Callulops kopsteini
- Conservation status: Data Deficient (IUCN 3.1)

Scientific classification
- Kingdom: Animalia
- Phylum: Chordata
- Class: Amphibia
- Order: Anura
- Family: Microhylidae
- Genus: Callulops
- Species: C. kopsteini
- Binomial name: Callulops kopsteini (Mertens, 1930)
- Synonyms: Hylophorbus kopsteini Mertens, 1930 ; Metopostira kopsteini (Mertens, 1930) ; Phrynomantis kopsteini (Mertens, 1930) ;

= Callulops kopsteini =

- Authority: (Mertens, 1930)
- Conservation status: DD

Species of frog

Callulops kopsteini is a species of frog in the family Microhylidae. The species is endemic to Sanana Island, Indonesia.

==Etymology==
The specific name kopsteini honours Felix Kopstein, Austrian physician and naturalist who collected the type series in 1924. The common name Kopstein's callulops frog has been coined for this species.

==Description==
The type series of C. kopsteini consists of two adult males measuring in snout-to-vent length (SVL) 41–42 mm and an adult female measuring 45 mm SVL. The overall appearance is stocky.
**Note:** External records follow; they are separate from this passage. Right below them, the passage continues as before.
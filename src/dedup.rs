//! Time-bounded membership cache of processed item identities.
//!
//! An identity is "new" when absent or when its entry is older than the TTL.
//! Lookups share a read lock; marking takes the write lock. The pipeline uses
//! [`DedupStore::check_and_mark`] so two concurrent fetches of the same item
//! cannot both pass.

use std::collections::HashMap;
use std::sync::{PoisonError, RwLock};

use chrono::{DateTime, Duration, Utc};

use crate::model::ItemId;

pub const DEFAULT_TTL_SECS: i64 = 24 * 60 * 60;

#[derive(Debug)]
pub struct DedupStore {
    ttl: Duration,
    seen: RwLock<HashMap<ItemId, DateTime<Utc>>>,
}

impl Default for DedupStore {
    fn default() -> Self {
        Self::new(Duration::seconds(DEFAULT_TTL_SECS))
    }
}

impl DedupStore {
    pub fn new(ttl: Duration) -> Self {
        Self {
            ttl: ttl.max(Duration::zero()),
            seen: RwLock::new(HashMap::new()),
        }
    }

    pub fn ttl(&self) -> Duration {
        self.ttl
    }

    fn fresh(&self, first_seen: DateTime<Utc>, now: DateTime<Utc>) -> bool {
        now.signed_duration_since(first_seen) < self.ttl
    }

    /// True if `id` has not been seen within the TTL window.
    pub fn is_new(&self, id: &ItemId, now: DateTime<Utc>) -> bool {
        let guard = self.seen.read().unwrap_or_else(PoisonError::into_inner);
        match guard.get(id) {
            Some(&ts) => !self.fresh(ts, now),
            None => true,
        }
    }

    /// Record `id` as seen at `now`, replacing any expired entry.
    pub fn mark_seen(&self, id: &ItemId, now: DateTime<Utc>) {
        let mut guard = self.seen.write().unwrap_or_else(PoisonError::into_inner);
        guard.insert(id.clone(), now);
    }

    /// Atomic `is_new` + `mark_seen`. Returns true exactly once per TTL window.
    pub fn check_and_mark(&self, id: &ItemId, now: DateTime<Utc>) -> bool {
        let mut guard = self.seen.write().unwrap_or_else(PoisonError::into_inner);
        match guard.get(id) {
            Some(&ts) if self.fresh(ts, now) => false,
            _ => {
                guard.insert(id.clone(), now);
                true
            }
        }
    }

    /// Drop expired entries. Returns how many were evicted.
    pub fn sweep(&self, now: DateTime<Utc>) -> usize {
        let mut guard = self.seen.write().unwrap_or_else(PoisonError::into_inner);
        let before = guard.len();
        let ttl = self.ttl;
        guard.retain(|_, ts| now.signed_duration_since(*ts) < ttl);
        before - guard.len()
    }

    pub fn len(&self) -> usize {
        self.seen.read().unwrap_or_else(PoisonError::into_inner).len()
    }

    pub fn is_empty(&self) -> bool {
        self.len() == 0
    }
}

#[cfg(test)]
mod tests {
    use super::*;
    use chrono::TimeZone;

    fn t0() -> DateTime<Utc> {
        Utc.with_ymd_and_hms(2025, 3, 1, 12, 0, 0).unwrap()
    }

    #[test]
    fn expired_entry_is_new_again_and_refreshed() {
        let store = DedupStore::new(Duration::hours(1));
        let id = ItemId::derive(Some("g"), None, "", "");

        assert!(store.check_and_mark(&id, t0()));
        assert!(!store.check_and_mark(&id, t0() + Duration::minutes(59)));
        assert!(store.check_and_mark(&id, t0() + Duration::minutes(60)));
        // refreshed at +60m
        assert!(!store.is_new(&id, t0() + Duration::minutes(100)));
    }

    #[test]
    fn sweep_evicts_only_expired() {
        let store = DedupStore::new(Duration::hours(1));
        let old = ItemId::derive(Some("old"), None, "", "");
        let young = ItemId::derive(Some("young"), None, "", "");
        store.mark_seen(&old, t0());
        store.mark_seen(&young, t0() + Duration::minutes(30));

        assert_eq!(store.sweep(t0() + Duration::minutes(61)), 1);
        assert_eq!(store.len(), 1);
        assert!(!store.is_new(&young, t0() + Duration::minutes(61)));
    }
}
use std::collections::HashMap;
use std::time::Duration;

use anyhow::{anyhow, Result};
use async_trait::async_trait;
use reqwest::Client;
use serde::Serialize;

use super::{Embed, Messenger, OutboundMessage};

/// Posts messages to Discord-compatible webhooks, one webhook URL per destination.
#[derive(Clone)]
pub struct DiscordMessenger {
    webhooks: HashMap<String, String>,
    client: Client,
    timeout: Duration,
    max_retries: u8,
}

impl DiscordMessenger {
    pub fn new(webhooks: HashMap<String, String>) -> Self {
        Self {
            webhooks,
            client: Client::new(),
            timeout: Duration::from_secs(5),
            max_retries: 3,
        }
    }

    pub fn knows(&self, destination: &str) -> bool {
        self.webhooks.contains_key(destination)
    }
}

#[async_trait]
impl Messenger for DiscordMessenger {
    async fn send(&self, destination: &str, message: &OutboundMessage) -> Result<()> {
        let webhook = self
            .webhooks
            .get(destination)
            .ok_or_else(|| anyhow!("no webhook configured for destination {destination}"))?;
        let payload = WebhookPayload::from(message);

        let mut attempt: u8 = 0;
        loop {
            attempt += 1;
            let res = self
                .client
                .post(webhook)
                .timeout(self.timeout)
                .json(&payload)
                .send()
                .await;

            match res {
                Ok(rsp) => {
                    if let Err(e) = rsp.error_for_status_ref() {
                        if attempt < self.max_retries {
                            tokio::time::sleep(Duration::from_millis(500u64 << (attempt - 1))).await;
                            continue;
                        }
                        return Err(anyhow!("webhook HTTP error for {destination}: {e}"));
                    }
                    return Ok(());
                }
                Err(e) => {
                    if attempt < self.max_retries {
                        tokio::time::sleep(Duration::from_millis(500u64 << (attempt - 1))).await;
                        continue;
                    }
                    return Err(anyhow!("webhook request failed for {destination}: {e}"));
                }
            }
        }
    }

    fn name(&self) -> &'static str {
        "discord"
    }
}

#[derive(Serialize)]
struct WireFooter<'a> {
    text: &'a str,
}

#[derive(Serialize)]
struct WireUrl<'a> {
    url: &'a str,
}

#[derive(Serialize)]
struct WireField<'a> {
    name: &'a str,
    value: &'a str,
    inline: bool,
}

#[derive(Serialize)]
struct WireEmbed<'a> {
    title: &'a str,
    #[serde(skip_serializing_if = "Option::is_none")]
    url: Option<&'a str>,
    #[serde(skip_serializing_if = "str::is_empty")]
    description: &'a str,
    color: u32,
    #[serde(skip_serializing_if = "Vec::is_empty")]
    fields: Vec<WireField<'a>>,
    #[serde(skip_serializing_if = "Option::is_none")]
    footer: Option<WireFooter<'a>>,
    #[serde(skip_serializing_if = "Option::is_none")]
    thumbnail: Option<WireUrl<'a>>,
    #[serde(skip_serializing_if = "Option::is_none")]
    timestamp: Option<&'a str>,
}

#[derive(Serialize)]
struct WebhookPayload<'a> {
    content: Option<&'a str>,
    embeds: Vec<WireEmbed<'a>>,
}

impl<'a> From<&'a Embed> for WireEmbed<'a> {
    fn from(e: &'a Embed) -> Self {
        Self {
            title: &e.title,
            url: e.url.as_deref(),
            description: &e.description,
            color: e.color,
            fields: e
                .fields
                .iter()
                .map(|f| WireField {
                    name: &f.name,
                    value: &f.value,
                    inline: f.inline,
                })
                .collect(),
            footer: e.footer.as_deref().map(|text| WireFooter { text }),
            thumbnail: e.thumbnail.as_deref().map(|url| WireUrl { url }),
            timestamp: e.timestamp.as_deref(),
        }
    }
}

impl<'a> From<&'a OutboundMessage> for WebhookPayload<'a> {
    fn from(m: &'a OutboundMessage) -> Self {
        Self {
            content: m.content.as_deref(),
            embeds: m.embeds.iter().map(WireEmbed::from).collect(),
        }
    }
}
The head is somewhat wider than it is long. The snout is rounded but slightly protruding. The tympanum is distinct. The finger and toe tips bear small discs; webbing is absent. The skin is smooth. The upper parts are dark brown. There are two eye spots; other markings are vague. The underside is dirty gray-brown, with diffuse, light gray spots.

==Habitat and conservation==
C. kopsteini has not been recorded after it was first collected (i.e., 1924). It presumably occurs in lowland forest. Development is assumed to be direct (i.e., there is no free-living larval stage).

This species is likely to be threatened by extensive logging taking place on Sanana Island. However, there is no recent information on its status.